First of all, 1% of the population still had 100% of the population’s canned foods and whatnot, which should’ve lasted a good long time. It’s this last part that had me reeling, even inside of Doomsday’s twisted logic. Because that makes complete and logical sense. Then, naturally, they’d resort to cannibalism. Mohawks, leather jackets, chains, nose piercings, the works. Not so, says Doomsday! No, what actually happens is that everyone gets all angry, tattooing their bodies and restyling their looks to form an entire country that would be completely at home at a punk rock concert. Considering that they’d have gobs of space and all of the modern tools left behind – power plants, infrastructure, everything except imports - you’d think they might regress a bit but still fashion a workable society from what is left.
Doomsday 2008 free#
Now it’s a fun hypothetical exercise to imagine what a modern country where 99% of its population is slaughtered and the remaining 1% walled off from civilization would do with their free time. You see, the film postulates that Scotland left to rot doesn’t actually become a giant graveyard no, a chunk of the population proves immune to the virus (which nobody else in the world apparently cared to discover before now), and has gone bat-poop crazy out of a lack of anything better to do. In Doomsday, this excursion is an excuse for silliness and gore, but since it remains entertaining, there’s a large measure of leeway that we’re prepared to give this movie.

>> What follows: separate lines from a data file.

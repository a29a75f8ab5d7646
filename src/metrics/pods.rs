use k8s_openapi::api::core::v1::{Container, Pod};
use k8s_openapi::apimachinery::pkg::api::resource::Quantity;
use std::collections::BTreeMap;
use tracing::debug;

use crate::parsing::{cpu_quantity_to_millicores, memory_quantity_to_mib};
use crate::table::{Metric, ResourceTable};
use crate::types::{ContainerSpec, PodInfo, ResourceQuantities};
use super::base::PodMetricsItem;

pub const RUNNING_PHASE: &str = "Running";

/// Flattens a listed pod into the fields the collector needs. Pods without a name are dropped.
pub fn pod_info(pod: &Pod) -> Option<PodInfo> {
    let name = pod.metadata.name.clone()?;
    let namespace = pod.metadata.namespace.clone().unwrap_or_default();
    let phase = pod
        .status
        .as_ref()
        .and_then(|s| s.phase.clone())
        .unwrap_or_default();

    let (node_name, containers) = match pod.spec.as_ref() {
        Some(spec) => (
            spec.node_name.clone(),
            spec.containers.iter().map(container_spec).collect(),
        ),
        None => (None, Vec::new()),
    };

    Some(PodInfo {
        name,
        namespace,
        node_name,
        running: phase == RUNNING_PHASE,
        phase,
        containers,
    })
}

fn container_spec(c: &Container) -> ContainerSpec {
    let resources = c.resources.as_ref();
    ContainerSpec {
        name: c.name.clone(),
        requests: quantities(resources.and_then(|r| r.requests.as_ref())),
        limits: quantities(resources.and_then(|r| r.limits.as_ref())),
    }
}

fn quantities(map: Option<&BTreeMap<String, Quantity>>) -> ResourceQuantities {
    let get = |key: &str| map.and_then(|m| m.get(key)).map(|q| q.0.clone());
    ResourceQuantities {
        cpu: get("cpu"),
        memory: get("memory"),
    }
}

/// Writes metrics-server usage for every container present in the snapshot.
///
/// Containers missing from the snapshot keep whatever the table already holds.
pub fn record_usage(table: &mut ResourceTable, pod: &str, metrics: &PodMetricsItem) {
    for container in &metrics.containers {
        let entry = table.container_mut(pod, &container.name);
        entry.set(Metric::CpuUsage, cpu_quantity_to_millicores(container.cpu()));
        entry.set(Metric::MemUsage, memory_quantity_to_mib(container.memory()));
    }
    if metrics.containers.is_empty() {
        debug!(pod = %pod, "metrics snapshot carries no containers");
    }
}

/// Writes declared requests and limits. Undeclared values are recorded as zero.
pub fn record_spec(table: &mut ResourceTable, pod: &PodInfo) {
    for container in &pod.containers {
        let entry = table.container_mut(&pod.name, &container.name);
        entry.set(Metric::CpuLimit, cpu_quantity_to_millicores(container.limits.cpu.as_deref()));
        entry.set(Metric::MemLimit, memory_quantity_to_mib(container.limits.memory.as_deref()));
        entry.set(Metric::CpuRequest, cpu_quantity_to_millicores(container.requests.cpu.as_deref()));
        entry.set(Metric::MemRequest, memory_quantity_to_mib(container.requests.memory.as_deref()));
    }
}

In other movies, this would be a total setup for a vacation into the heart of zombie country, which goes good for our military heroes until minute twelve, when they get their heads bit clean off and everyone involved realizes that they should’ve stayed in bed that morning.

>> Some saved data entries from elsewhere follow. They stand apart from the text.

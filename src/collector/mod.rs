use chrono::Utc;
use std::collections::{HashMap, HashSet};
use std::time::Instant;
use tracing::{debug, error, info, warn};

use crate::error::{CollectorError, ParseError, ScrapeError};
use crate::kubernetes::ClusterHandle;
use crate::metrics::{
    parse_cpuacct_usage, parse_diskstats, parse_memory_stat, parse_netstat, pod_info,
    record_spec, record_usage, CPU_USAGE_PATH, DISKSTATS_PATH, MEMORY_STAT_PATH, NETSTAT_PATH,
};
use crate::report::TickReport;
use crate::table::{Metric, ResourceTable};
use crate::types::*;

mod dump;

/// cgroup reads for one container
struct ContainerScrape {
    container: String,
    cpu: Result<CpuMetric, ScrapeError>,
    mem: Result<MemoryMetric, ScrapeError>,
}

/// Results of every in-container read for one pod
struct PodScrape {
    containers: Vec<ContainerScrape>,
    net: Result<NetworkMetric, ScrapeError>,
    disk: Result<DiskMetric, ScrapeError>,
}

/// Owns the resource table and the scraped counters, and refreshes both once per tick.
pub struct ResourceManager<C: ClusterHandle> {
    cluster: C,
    config: Config,
    // pod name -> container name -> merged resources
    resources: ResourceTable,
    // pod name -> scraped counters
    usage: HashMap<String, ScrapedMetrics>,
}

impl<C: ClusterHandle> ResourceManager<C> {
    /// Starts a collector over an already resolved cluster handle. Both tables start empty.
    pub fn start(cluster: C, config: Config) -> Self {
        info!(namespace = %config.watched_namespace, "starting resource manager");
        Self {
            cluster,
            config,
            resources: ResourceTable::new(),
            usage: HashMap::new(),
        }
    }

    pub fn watched_namespace(&self) -> &str {
        &self.config.watched_namespace
    }

    pub fn config(&self) -> &Config {
        &self.config
    }

    pub fn cluster(&self) -> &C {
        &self.cluster
    }

    pub fn resources(&self) -> &ResourceTable {
        &self.resources
    }

    /// Lists every pod in the watched namespace, running or not.
    pub async fn list_pods(&self) -> Result<Vec<PodInfo>, CollectorError> {
        let namespace = &self.config.watched_namespace;
        let pods = self
            .cluster
            .list_pods(namespace)
            .await
            .map_err(|source| CollectorError::Listing {
                namespace: namespace.clone(),
                source,
            })?;
        Ok(pods.iter().filter_map(pod_info).collect())
    }

    /// One collection pass: list, merge spec and usage, scrape. Only running pods are touched.
    pub async fn tick(&mut self) -> Result<TickReport, CollectorError> {
        let started = Instant::now();
        let mut report = TickReport::new(Utc::now());

        let pods = self.list_pods().await?;
        report.pods_listed = pods.len();
        report.duplicate_pod_names = warn_duplicate_names(&pods);

        if self.config.prune_missing_pods {
            report.pods_pruned = self.prune_missing(&pods);
        }

        for pod in pods.iter().filter(|p| p.running) {
            report.pods_running += 1;

            if !self.record_pod_metrics(pod).await {
                report.usage_missing += 1;
            }

            let scrape = self.scrape_pod(pod).await;
            self.apply_scrape(pod, scrape, &mut report)?;
        }

        report.elapsed = started.elapsed();
        info!(
            pods = report.pods_listed,
            running = report.pods_running,
            pruned = report.pods_pruned,
            duplicate_names = report.duplicate_pod_names,
            usage_missing = report.usage_missing,
            scrape_failures = report.scrape_failures,
            malformed = report.malformed_payloads,
            elapsed_ms = report.elapsed.as_millis() as u64,
            "resource tick complete"
        );
        Ok(report)
    }

    /// Drops entries of pods that are no longer listed at all. Returns how many pods were dropped.
    fn prune_missing(&mut self, pods: &[PodInfo]) -> usize {
        let listed: HashSet<&str> = pods.iter().map(|p| p.name.as_str()).collect();
        let gone: HashSet<String> = self
            .resources
            .pod_names()
            .chain(self.usage.keys().map(|k| k.as_str()))
            .filter(|name| !listed.contains(name))
            .map(str::to_string)
            .collect();

        if gone.is_empty() {
            return 0;
        }
        for name in &gone {
            debug!(pod = %name, "pruning pod that is no longer listed");
        }
        self.resources.retain_pods(|name| !gone.contains(name));
        self.usage.retain(|name, _| !gone.contains(name));
        gone.len()
    }

    /// Merges metrics-server usage and the declared spec. Returns false when no usage snapshot was available.
    async fn record_pod_metrics(&mut self, pod: &PodInfo) -> bool {
        let snapshot = match self.cluster.pod_metrics(&pod.namespace, &pod.name).await {
            Ok(metrics) => Some(metrics),
            Err(e) => {
                debug!(pod = %pod.name, namespace = %pod.namespace, error = %e, "no usage snapshot from metrics server");
                None
            }
        };

        if let Some(metrics) = snapshot.as_ref() {
            record_usage(&mut self.resources, &pod.name, metrics);
        }
        record_spec(&mut self.resources, pod);

        snapshot.is_some()
    }

    /// `cat` a file inside one container of the pod, bounded by the scrape timeout.
    async fn read_file(
        &self,
        pod: &PodInfo,
        container: &str,
        path: &'static str,
    ) -> Result<String, ScrapeError> {
        if !pod.running {
            return Err(ScrapeError::NotRunning(pod.name.clone()));
        }

        let command = ["cat", path];
        let exec = self.cluster.exec(&pod.namespace, &pod.name, container, &command);

        match tokio::time::timeout(self.config.scrape_timeout, exec).await {
            Ok(Ok(out)) => Ok(out),
            Ok(Err(source)) => Err(ScrapeError::Exec {
                pod: pod.name.clone(),
                container: container.to_string(),
                path,
                source,
            }),
            Err(_) => Err(ScrapeError::Timeout {
                pod: pod.name.clone(),
                path,
                timeout: self.config.scrape_timeout,
            }),
        }
    }

    async fn scrape<T, F>(
        &self,
        pod: &PodInfo,
        container: &str,
        path: &'static str,
        parse: F,
    ) -> Result<T, ScrapeError>
    where
        F: FnOnce(&str) -> Result<T, ParseError>,
    {
        let out = self.read_file(pod, container, path).await?;
        parse(&out).map_err(|source| ScrapeError::Malformed { path, source })
    }

    async fn scrape_container(&self, pod: &PodInfo, container: &str) -> ContainerScrape {
        let (cpu, mem) = tokio::join!(
            self.scrape(pod, container, CPU_USAGE_PATH, parse_cpuacct_usage),
            self.scrape(pod, container, MEMORY_STAT_PATH, parse_memory_stat),
        );
        ContainerScrape {
            container: container.to_string(),
            cpu,
            mem,
        }
    }

    /// cgroup files in every container, pod-wide files once through the primary one.
    async fn scrape_pod(&self, pod: &PodInfo) -> Result<PodScrape, ScrapeError> {
        let primary = pod
            .primary_container()
            .ok_or_else(|| ScrapeError::NoContainer(pod.name.clone()))?;
        let device = self.config.disk_device.as_str();

        let pod_wide = async {
            tokio::join!(
                self.scrape(pod, &primary.name, NETSTAT_PATH, parse_netstat),
                self.scrape(pod, &primary.name, DISKSTATS_PATH, |content| {
                    parse_diskstats(content, device)
                }),
            )
        };
        let per_container = async {
            let mut scrapes = Vec::with_capacity(pod.containers.len());
            for container in &pod.containers {
                scrapes.push(self.scrape_container(pod, &container.name).await);
            }
            scrapes
        };

        let ((net, disk), containers) = tokio::join!(pod_wide, per_container);
        Ok(PodScrape { containers, net, disk })
    }

    /// Stores every successful group. Failed groups keep their previous value.
    fn apply_scrape(
        &mut self,
        pod: &PodInfo,
        scrape: Result<PodScrape, ScrapeError>,
        report: &mut TickReport,
    ) -> Result<(), CollectorError> {
        let PodScrape { containers, net, disk } = match scrape {
            Ok(scrape) => scrape,
            Err(e) => {
                self.settle::<()>(pod, Err(e), report)?;
                return Ok(());
            }
        };

        for ContainerScrape { container, cpu, mem } in containers {
            if let Some(cpu) = self.settle(pod, cpu, report)? {
                info!(pod = %pod.name, container = %container, cputime_nano = cpu.cputime_nanos, "CPUStat");
                self.counters_mut(&pod.name).containers.entry(container.clone()).or_default().cpu = cpu;
            }

            if let Some(mem) = self.settle(pod, mem, report)? {
                info!(
                    pod = %pod.name,
                    container = %container,
                    rss = mem.rss,
                    cache = mem.cache,
                    swap = mem.swap,
                    "MemoryStat"
                );
                self.counters_mut(&pod.name).containers.entry(container).or_default().mem = mem;
            }
        }

        if let Some(net) = self.settle(pod, net, report)? {
            info!(pod = %pod.name, in_bytes = net.in_bytes, out_bytes = net.out_bytes, "NetworkStat");
            self.counters_mut(&pod.name).net = net;
        }

        if let Some(disk) = self.settle(pod, disk, report)? {
            info!(pod = %pod.name, read_bytes = disk.read_bytes, written_bytes = disk.written_bytes, "DiskStat");
            self.counters_mut(&pod.name).disk = disk;
        }

        Ok(())
    }

    fn counters_mut(&mut self, pod: &str) -> &mut ScrapedMetrics {
        self.usage.entry(pod.to_string()).or_default()
    }

    fn settle<T>(
        &self,
        pod: &PodInfo,
        result: Result<T, ScrapeError>,
        report: &mut TickReport,
    ) -> Result<Option<T>, CollectorError> {
        match result {
            Ok(value) => Ok(Some(value)),
            Err(e) if e.is_recoverable() => {
                warn!(pod = %pod.name, error = %e, "scrape failed, keeping previous value");
                report.scrape_failures += 1;
                Ok(None)
            }
            Err(e) if self.config.strict_scrape => Err(CollectorError::MalformedPayload {
                pod: pod.name.clone(),
                source: e,
            }),
            Err(e) => {
                error!(pod = %pod.name, error = %e, "malformed payload, keeping previous value");
                report.malformed_payloads += 1;
                Ok(None)
            }
        }
    }

    // ========== merged table accessors ==========

    pub fn metric(&self, pod: &str, container: &str, metric: Metric) -> i64 {
        self.resources.get(pod, container, metric)
    }

    pub fn cpu_request(&self, pod: &str, container: &str) -> i64 {
        self.metric(pod, container, Metric::CpuRequest)
    }

    pub fn cpu_limit(&self, pod: &str, container: &str) -> i64 {
        self.metric(pod, container, Metric::CpuLimit)
    }

    pub fn cpu_usage(&self, pod: &str, container: &str) -> i64 {
        self.metric(pod, container, Metric::CpuUsage)
    }

    pub fn mem_request(&self, pod: &str, container: &str) -> i64 {
        self.metric(pod, container, Metric::MemRequest)
    }

    pub fn mem_limit(&self, pod: &str, container: &str) -> i64 {
        self.metric(pod, container, Metric::MemLimit)
    }

    pub fn mem_usage(&self, pod: &str, container: &str) -> i64 {
        self.metric(pod, container, Metric::MemUsage)
    }

    // ========== scraped counters ==========

    pub fn scraped(&self, pod: &str) -> Option<&ScrapedMetrics> {
        self.usage.get(pod)
    }

    pub fn cpu_metrics(&self, pod: &str, container: &str) -> CpuMetric {
        self.scraped(pod).map(|s| s.container(container).cpu).unwrap_or_default()
    }

    pub fn memory_metrics(&self, pod: &str, container: &str) -> MemoryMetric {
        self.scraped(pod).map(|s| s.container(container).mem).unwrap_or_default()
    }

    pub fn network_metrics(&self, pod: &str) -> NetworkMetric {
        self.scraped(pod).map(|s| s.net).unwrap_or_default()
    }

    pub fn disk_metrics(&self, pod: &str) -> DiskMetric {
        self.scraped(pod).map(|s| s.disk).unwrap_or_default()
    }
}

/// The table is keyed by pod name, so same-named pods from different namespaces
/// share an entry. Returns how many names are affected.
fn warn_duplicate_names(pods: &[PodInfo]) -> usize {
    let mut namespaces: HashMap<&str, Vec<&str>> = HashMap::new();
    for pod in pods {
        namespaces.entry(&pod.name).or_default().push(&pod.namespace);
    }

    let mut duplicates = 0;
    for (name, seen_in) in namespaces.iter().filter(|(_, ns)| ns.len() > 1) {
        warn!(pod = %name, namespaces = ?seen_in, "pod name listed more than once, entries will overwrite each other");
        duplicates += 1;
    }
    duplicates
}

With an arbitrary time frame of 48 hours to accomplish their mission, a small team led by one-eyed Tough Girl is sent beyond the wall to find survivors of the plague and a possible cure. This is all well and good until about 30 years later, when the Reaper virus once again pops up, but this time in the heart of London. Anyway, everyone in Scotland is left to get sick and die, and Britain dusts its hands off and then realizes that it is now a world pariah for such a callous act.

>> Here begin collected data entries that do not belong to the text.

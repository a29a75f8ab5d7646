//! Parsers for the kernel and cgroup pseudo-files read from inside a container.

use crate::error::ParseError;
use crate::types::{CpuMetric, DiskMetric, MemoryMetric, NetworkMetric};

pub const CPU_USAGE_PATH: &str = "/sys/fs/cgroup/cpuacct/cpuacct.usage";
pub const MEMORY_STAT_PATH: &str = "/sys/fs/cgroup/memory/memory.stat";
pub const NETSTAT_PATH: &str = "/proc/net/netstat";
pub const DISKSTATS_PATH: &str = "/proc/diskstats";

/// bytes per sector in /proc/diskstats
pub const SECTOR_SIZE: i64 = 512;

fn parse_i64(field: &str, value: &str) -> Result<i64, ParseError> {
    value
        .parse::<i64>()
        .map_err(|e| ParseError::invalid_number(field, value, e))
}

/// `cpuacct.usage` holds a single decimal nanosecond counter.
pub fn parse_cpuacct_usage(content: &str) -> Result<CpuMetric, ParseError> {
    let cputime_nanos = parse_i64("cpuacct.usage", content.trim())?;
    Ok(CpuMetric { cputime_nanos })
}

/// `memory.stat` is `<key> <value>` per line. Only the hierarchical totals are kept.
pub fn parse_memory_stat(content: &str) -> Result<MemoryMetric, ParseError> {
    let mut metric = MemoryMetric::default();

    for line in content.lines() {
        let parts: Vec<&str> = line.split_whitespace().collect();
        let [key, value] = parts.as_slice() else {
            continue;
        };

        let slot = match *key {
            "total_rss" => &mut metric.rss,
            "total_cache" => &mut metric.cache,
            "total_swap" => &mut metric.swap,
            _ => continue,
        };
        *slot = parse_i64(key, value)?;
    }

    Ok(metric)
}

/// `/proc/net/netstat` comes in header/value line pairs. The values for the
/// `IpExt:` header are on the following line, aligned by column.
pub fn parse_netstat(content: &str) -> Result<NetworkMetric, ParseError> {
    let mut lines = content.lines();

    let header: Vec<&str> = lines
        .by_ref()
        .map(|line| line.split_whitespace().collect::<Vec<_>>())
        .find(|tokens| tokens.first() == Some(&"IpExt:"))
        .ok_or_else(|| ParseError::Missing("IpExt header".to_string()))?;

    let values: Vec<&str> = lines
        .next()
        .map(|line| line.split_whitespace().collect())
        .ok_or_else(|| ParseError::Missing("IpExt values line".to_string()))?;

    let column = |name: &str| -> Result<i64, ParseError> {
        let idx = header
            .iter()
            .position(|h| *h == name)
            .ok_or_else(|| ParseError::Missing(format!("IpExt column {}", name)))?;
        let value = values
            .get(idx)
            .ok_or_else(|| ParseError::Missing(format!("IpExt value for {}", name)))?;
        parse_i64(name, value)
    };

    Ok(NetworkMetric {
        in_bytes: column("InOctets")?,
        out_bytes: column("OutOctets")?,
    })
}

/// `/proc/diskstats`: field 2 is the device name, 5 sectors read, 9 sectors written.
///
/// Only the first line for `device` counts. A listing without that device yields zeros.
pub fn parse_diskstats(content: &str, device: &str) -> Result<DiskMetric, ParseError> {
    for line in content.lines() {
        let fields: Vec<&str> = line.split_whitespace().collect();
        if fields.get(2) != Some(&device) {
            continue;
        }

        let bytes = |idx: usize, what: &str| -> Result<i64, ParseError> {
            let field = format!("{} sectors {}", device, what);
            let raw = fields
                .get(idx)
                .ok_or_else(|| ParseError::Missing(field.clone()))?;
            let sectors = parse_i64(&field, raw)?;
            sectors
                .checked_mul(SECTOR_SIZE)
                .ok_or(ParseError::Overflow { field, value: sectors })
        };

        return Ok(DiskMetric {
            read_bytes: bytes(5, "read")?,
            written_bytes: bytes(9, "written")?,
        });
    }

    Ok(DiskMetric::default())
}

THAT’S how you do quarantining, people! The sheer scope of building a 30-foot high wall across the entire country (armed with automatic sentry guns every couple hundred feet) is probably the least outlandish thing you’re going to find in this flick. Their solution is as ridiculous as it is fun to watch: they wall off the entire land bridge between Scotland and England (a new version of Hadrian’s Wall), mine the seas, and institute a no-fly zone over the country. It begins with a deadly “Reaper” virus spreading out from Glasgow, Scotland (you know, THAT Glasgow) which spreads, kills, and sends Britain in a complete and total tizzy.
Doomsday 2008 movie#
Justin’s review: For how little you probably heard of Doomsday, you’d be surprised to discover that it’s a slick, interesting movie that jumps out of the gate and spends the rest of the film flat-out sprinting. Justin’s rating: Outlander! We have your woman! “If you’re hungry, have a piece of your friend.”